Segment Start: Data to use
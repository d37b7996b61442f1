use mockfire_types::TypeError;

/// Boxed error raised by a sign-in handler.
pub type HandlerError = Box<dyn std::error::Error + Send + Sync>;

/// Errors that can occur during identity operations.
#[derive(Debug, thiserror::Error)]
pub enum AuthError {
    /// A sign-in method was called before its handler was configured.
    #[error("no handler defined for {method}")]
    NoHandler { method: &'static str },

    /// The configured sign-in handler failed; passed through unchanged.
    #[error(transparent)]
    Handler(HandlerError),

    /// The handler returned a profile that cannot become a user.
    #[error(transparent)]
    InvalidUser(#[from] TypeError),

    #[error("internal error: {0}")]
    Internal(String),
}

/// Result alias for identity operations.
pub type AuthResult<T> = Result<T, AuthError>;
use std::collections::BTreeMap;

use mockfire_store::DataTree;
use mockfire_types::DbPath;
use serde_json::{Map, Value};

use crate::error::{RulesError, RulesResult};
use crate::expr::parser::{BinaryOp, Expr, UnaryOp};

const SNAPSHOT_METHODS: &[&str] = &[
    "val",
    "exists",
    "child",
    "parent",
    "hasChild",
    "hasChildren",
    "isString",
    "isNumber",
    "isBoolean",
    "getPriority",
];

const STRING_METHODS: &[&str] = &[
    "contains",
    "beginsWith",
    "endsWith",
    "toLowerCase",
    "toUpperCase",
    "replace",
];

/// Everything a rule expression can see.
pub struct Scope<'a> {
    /// The signed-in identity's rule context, or `None` when signed out.
    pub auth: Option<&'a Value>,
    /// The tree before the operation.
    pub before: &'a DataTree,
    /// The tree after the operation (same as `before` for reads).
    pub after: &'a DataTree,
    /// Location of the rule being evaluated.
    pub path: &'a DbPath,
    /// `$wildcard` bindings along `path`.
    pub captures: &'a BTreeMap<String, String>,
    /// Milliseconds since the UNIX epoch.
    pub now_ms: u64,
}

/// Runtime value of a rule sub-expression.
#[derive(Clone, Debug)]
enum RuleValue {
    Null,
    Bool(bool),
    Number(f64),
    Str(String),
    Object(Map<String, Value>),
    List(Vec<RuleValue>),
    Snapshot { tree: DataTree, path: DbPath },
    Method { receiver: Box<RuleValue>, name: String },
}

impl RuleValue {
    fn from_json(value: &Value) -> Self {
        match value {
            Value::Null => Self::Null,
            Value::Bool(b) => Self::Bool(*b),
            Value::Number(n) => Self::Number(n.as_f64().unwrap_or(f64::NAN)),
            Value::String(s) => Self::Str(s.clone()),
            Value::Array(items) => Self::List(items.iter().map(Self::from_json).collect()),
            Value::Object(map) => Self::Object(map.clone()),
        }
    }

    fn type_name(&self) -> &'static str {
        match self {
            Self::Null => "null",
            Self::Bool(_) => "boolean",
            Self::Number(_) => "number",
            Self::Str(_) => "string",
            Self::Object(_) => "object",
            Self::List(_) => "array",
            Self::Snapshot { .. } => "snapshot",
            Self::Method { .. } => "method",
        }
    }

    fn is_primitive(&self) -> bool {
        matches!(
            self,
            Self::Null | Self::Bool(_) | Self::Number(_) | Self::Str(_)
        )
    }

    /// String rendering used by `+` concatenation.
    fn concat_text(&self) -> Option<String> {
        match self {
            Self::Str(s) => Some(s.clone()),
            Self::Number(n) if n.fract() == 0.0 && n.abs() < 1e15 => Some(format!("{}", *n as i64)),
            Self::Number(n) => Some(n.to_string()),
            Self::Bool(b) => Some(b.to_string()),
            Self::Null => Some("null".into()),
            _ => None,
        }
    }
}
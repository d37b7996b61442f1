use std::future::{ready, IntoFuture, Ready};
use std::ops::Deref;

use crate::error::DatabaseResult;
use crate::reference::Reference;

/// The result of `push`: a reference to the new child that can also be
/// awaited for the outcome of the write.
///
/// Dereferences to the new child's [`Reference`], so it can be used as one
/// before (or without) awaiting.
#[derive(Debug)]
pub struct ThenableReference {
    reference: Reference,
    outcome: DatabaseResult<()>,
}

impl ThenableReference {
    pub(crate) fn new(reference: Reference, outcome: DatabaseResult<()>) -> Self {
        Self { reference, outcome }
    }

    pub fn reference(&self) -> &Reference {
        &self.reference
    }
}

impl Deref for ThenableReference {
    type Target = Reference;

    fn deref(&self) -> &Reference {
        &self.reference
    }
}

impl IntoFuture for ThenableReference {
    type Output = DatabaseResult<Reference>;
    type IntoFuture = Ready<DatabaseResult<Reference>>;

    fn into_future(self) -> Self::IntoFuture {
        ready(self.outcome.map(|()| self.reference))
    }
}
use std::fmt;
use std::time::Duration;

use mockfire_store::DataTree;
use mockfire_types::{DbPath, Priority};
use serde::{Deserialize, Serialize};
use serde_json::{Map, Value};

use crate::error::RulesResult;
use crate::expr::Scope;
use crate::ruleset::RuleMatch;
use crate::snapshot::Snapshot;

// ---------------------------------------------------------------------------
// Operation
// ---------------------------------------------------------------------------

/// A path-scoped operation submitted for evaluation.
#[derive(Clone, Debug, PartialEq)]
pub enum Operation {
    Read {
        path: DbPath,
    },
    Write {
        path: DbPath,
        value: Value,
        priority: Option<Priority>,
    },
    Update {
        path: DbPath,
        patch: Map<String, Value>,
    },
}

impl Operation {
    pub fn kind(&self) -> OperationKind {
        match self {
            Self::Read { .. } => OperationKind::Read,
            Self::Write { .. } => OperationKind::Write,
            Self::Update { .. } => OperationKind::Update,
        }
    }

    pub fn path(&self) -> &DbPath {
        match self {
            Self::Read { path } | Self::Write { path, .. } | Self::Update { path, .. } => path,
        }
    }
}

/// Which kind of operation was evaluated.
#[derive(Clone, Copy, Debug, PartialEq, Eq, Serialize, Deserialize)]
#[serde(rename_all = "lowercase")]
pub enum OperationKind {
    Read,
    Write,
    Update,
}

impl fmt::Display for OperationKind {
    fn fmt(&self, f: &mut fmt::Formatter<'_>) -> fmt::Result {
        f.write_str(match self {
            Self::Read => "read",
            Self::Write => "write",
            Self::Update => "update",
        })
    }
}

// ---------------------------------------------------------------------------
// StageDecision / StageResult
// ---------------------------------------------------------------------------

/// The outcome of a single stage evaluation.
#[derive(Clone, Debug, PartialEq, Eq)]
pub enum StageDecision {
    Pass,
    Fail { reason: String },
}

impl StageDecision {
    pub fn is_pass(&self) -> bool {
        matches!(self, Self::Pass)
    }

    pub fn is_fail(&self) -> bool {
        matches!(self, Self::Fail { .. })
    }
}

/// Which verdict of an evaluation a stage contributes to.
#[derive(Clone, Copy, Debug, PartialEq, Eq, Serialize, Deserialize)]
#[serde(rename_all = "lowercase")]
pub enum Verdict {
    /// Feeds `permitted`.
    Permission,
    /// Feeds `validated`.
    Validation,
}

/// Recorded result from a completed stage evaluation.
#[derive(Clone, Debug, Serialize, Deserialize)]
pub struct StageResult {
    pub stage_name: String,
    pub verdict: Verdict,
    pub passed: bool,
    /// Populated on failure.
    pub reason: Option<String>,
    pub elapsed: Duration,
}

// ---------------------------------------------------------------------------
// RuleContext
// ---------------------------------------------------------------------------

/// Everything a stage can see while evaluating one operation.
pub struct RuleContext<'a> {
    /// The snapshot the operation runs against.
    pub before: &'a Snapshot,
    /// The tree as it would be after the operation.
    pub after: &'a DataTree,
    /// Evaluation time in milliseconds since the UNIX epoch.
    pub now_ms: u64,
    /// Results from stages that already ran.
    pub previous_stages: Vec<StageResult>,
}

impl<'a> RuleContext<'a> {
    /// Expression scope positioned at a matched rule node.
    pub fn scope<'s>(&'s self, at: &'s RuleMatch<'_>) -> Scope<'s> {
        Scope {
            auth: self.before.auth(),
            before: self.before.tree(),
            after: self.after,
            path: &at.path,
            captures: &at.captures,
            now_ms: self.now_ms,
        }
    }
}

// ---------------------------------------------------------------------------
// EvaluationStage trait
// ---------------------------------------------------------------------------

/// A single pass of the evaluator.
///
/// Every stage runs for every operation; an evaluation is allowed only when
/// all of them pass. The trait is object-safe so stages can be stored in a
/// `Vec<Box<dyn EvaluationStage>>`.
pub trait EvaluationStage: Send + Sync {
    /// Human-readable name of this stage (e.g. "permission").
    fn name(&self) -> &str;

    /// The verdict this stage's result feeds.
    fn verdict(&self) -> Verdict;

    /// Evaluate the operation and return a decision.
    fn evaluate(
        &self,
        operation: &Operation,
        context: &RuleContext<'_>,
    ) -> RulesResult<StageDecision>;
}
Segment End: Data to use
Please transcribe the data exactly from its first line. End with the line that contains "pub path: &'a".

Response to this task:
repository d37b7996b61442f1
use mockfire_types::TypeError;

/// Boxed error raised by a sign-in handler.
pub type HandlerError = Box<dyn std::error::Error + Send + Sync>;

/// Errors that can occur during identity operations.
#[derive(Debug, thiserror::Error)]
pub enum AuthError {
    /// A sign-in method was called before its handler was configured.
    #[error("no handler defined for {method}")]
    NoHandler { method: &'static str },

    /// The configured sign-in handler failed; passed through unchanged.
    #[error(transparent)]
    Handler(HandlerError),

    /// The handler returned a profile that cannot become a user.
    #[error(transparent)]
    InvalidUser(#[from] TypeError),

    #[error("internal error: {0}")]
    Internal(String),
}

/// Result alias for identity operations.
pub type AuthResult<T> = Result<T, AuthError>;
use std::collections::BTreeMap;

use mockfire_store::DataTree;
use mockfire_types::DbPath;
use serde_json::{Map, Value};

use crate::error::{RulesError, RulesResult};
use crate::expr::parser::{BinaryOp, Expr, UnaryOp};

const SNAPSHOT_METHODS: &[&str] = &[
    "val",
    "exists",
    "child",
    "parent",
    "hasChild",
    "hasChildren",
    "isString",
    "isNumber",
    "isBoolean",
    "getPriority",
];

const STRING_METHODS: &[&str] = &[
    "contains",
    "beginsWith",
    "endsWith",
    "toLowerCase",
    "toUpperCase",
    "replace",
];

/// Everything a rule expression can see.
pub struct Scope<'a> {
    /// The signed-in identity's rule context, or `None` when signed out.
    pub auth: Option<&'a Value>,
    /// The tree before the operation.
    pub before: &'a DataTree,
    /// The tree after the operation (same as `before` for reads).
    pub after: &'a DataTree,
    /// Location of the rule being evaluated.
    pub path: &'a DbPath,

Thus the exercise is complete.